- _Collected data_
[Start of section]
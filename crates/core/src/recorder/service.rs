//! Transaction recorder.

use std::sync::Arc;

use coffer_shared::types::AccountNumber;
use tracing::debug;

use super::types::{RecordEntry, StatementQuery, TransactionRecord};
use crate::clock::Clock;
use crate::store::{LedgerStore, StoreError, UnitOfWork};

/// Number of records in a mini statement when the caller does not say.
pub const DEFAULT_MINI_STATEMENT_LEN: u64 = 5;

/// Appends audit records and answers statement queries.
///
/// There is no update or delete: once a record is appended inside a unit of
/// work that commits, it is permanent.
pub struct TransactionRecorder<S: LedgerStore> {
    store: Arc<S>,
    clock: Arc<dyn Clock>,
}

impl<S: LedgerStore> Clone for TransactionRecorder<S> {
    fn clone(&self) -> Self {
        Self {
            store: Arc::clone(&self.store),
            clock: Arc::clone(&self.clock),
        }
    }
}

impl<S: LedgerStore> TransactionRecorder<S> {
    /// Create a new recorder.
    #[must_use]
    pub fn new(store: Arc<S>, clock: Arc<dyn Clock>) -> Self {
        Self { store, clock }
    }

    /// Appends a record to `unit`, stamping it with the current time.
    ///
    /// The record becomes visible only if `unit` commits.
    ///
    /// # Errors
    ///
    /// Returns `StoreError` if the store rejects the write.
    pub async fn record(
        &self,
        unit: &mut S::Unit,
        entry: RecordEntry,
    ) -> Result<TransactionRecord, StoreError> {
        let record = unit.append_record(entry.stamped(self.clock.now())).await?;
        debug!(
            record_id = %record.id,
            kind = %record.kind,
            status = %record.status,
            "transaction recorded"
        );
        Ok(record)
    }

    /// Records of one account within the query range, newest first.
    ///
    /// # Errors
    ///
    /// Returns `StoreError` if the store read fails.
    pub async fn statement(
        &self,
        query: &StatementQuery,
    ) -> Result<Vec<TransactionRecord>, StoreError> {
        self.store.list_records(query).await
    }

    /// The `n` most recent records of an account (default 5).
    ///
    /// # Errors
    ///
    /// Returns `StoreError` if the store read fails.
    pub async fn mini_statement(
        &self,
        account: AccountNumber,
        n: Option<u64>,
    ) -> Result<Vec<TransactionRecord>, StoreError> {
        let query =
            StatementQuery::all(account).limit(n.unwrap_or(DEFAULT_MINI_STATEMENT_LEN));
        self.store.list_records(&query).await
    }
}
[End of section]
- _TASK ITEM_
Top to bottom, the records above must be output exactly.

- _EXERCISE RESULT_
filename crates/core/src/recorder/service.rs
//! Transaction recorder.

use std::sync::Arc;

use coffer_shared::types::AccountNumber;
use tracing::debug;

use super::types::{RecordEntry, StatementQuery, TransactionRecord};
use crate::clock::Clock;
use crate::store::{LedgerStore, StoreError, UnitOfWork};

/// Number of records in a mini statement when the caller does not say.
pub const DEFAULT_MINI_STATEMENT_LEN: u64 = 5;

/// Appends audit records and answers statement queries.
///
/// There is no update or delete: once a record is appended inside a unit of
/// work that commits, it is permanent.
pub struct TransactionRecorder<S: LedgerStore> {
    store: Arc<S>,
    clock: Arc<dyn Clock>,
}

impl<S: LedgerStore> Clone for TransactionRecorder<S> {
    fn clone(&self) -> Self {
        Self {
            store: Arc::clone(&self.store),
            clock: Arc::clone(&self.clock),
        }
    }
}

impl<S: LedgerStore> TransactionRecorder<S> {
    /// Create a new recorder.
    #[must_use]
    pub fn new(store: Arc<S>, clock: Arc<dyn Clock>) -> Self {
        Self { store, clock }
    }

    /// Appends a record to `unit`, stamping it with the current time.
    ///
    /// The record becomes visible only if `unit` commits.
    ///
    /// # Errors
    ///
    /// Returns `StoreError` if the store rejects the write.
    pub async fn record(
        &self,
        unit: &mut S::Unit,
        entry: RecordEntry,
    ) -> Result<TransactionRecord, StoreError> {
        let record = unit.append_record(entry.stamped(self.clock.now())).await?;
        debug!(
            record_id = %record.id,
            kind = %record.kind,
            status = %record.status,
            "transaction recorded"
        );
        Ok(record)
    }

    /// Records of one account within the query range, newest first.
    ///
    /// # Errors
    ///
    /// Returns `StoreError` if the store read fails.
    pub async fn statement(
        &self,
        query: &StatementQuery,
    ) -> Result<Vec<TransactionRecord>, StoreError> {
        self.store.list_records(query).await
    }

    /// The `n` most recent records of an account (default 5).
    ///
    /// # Errors
    ///
    /// Returns `StoreError` if the store read fails.
    pub async fn mini_statement(
        &self,
        account: AccountNumber,
        n: Option<u64>,
    ) -> Result<Vec<TransactionRecord>, StoreError> {
        let query =
            StatementQuery::all(account).limit(n.unwrap_or(DEFAULT_MINI_STATEMENT_LEN));
        self.store.list_records(&query).await
    }
}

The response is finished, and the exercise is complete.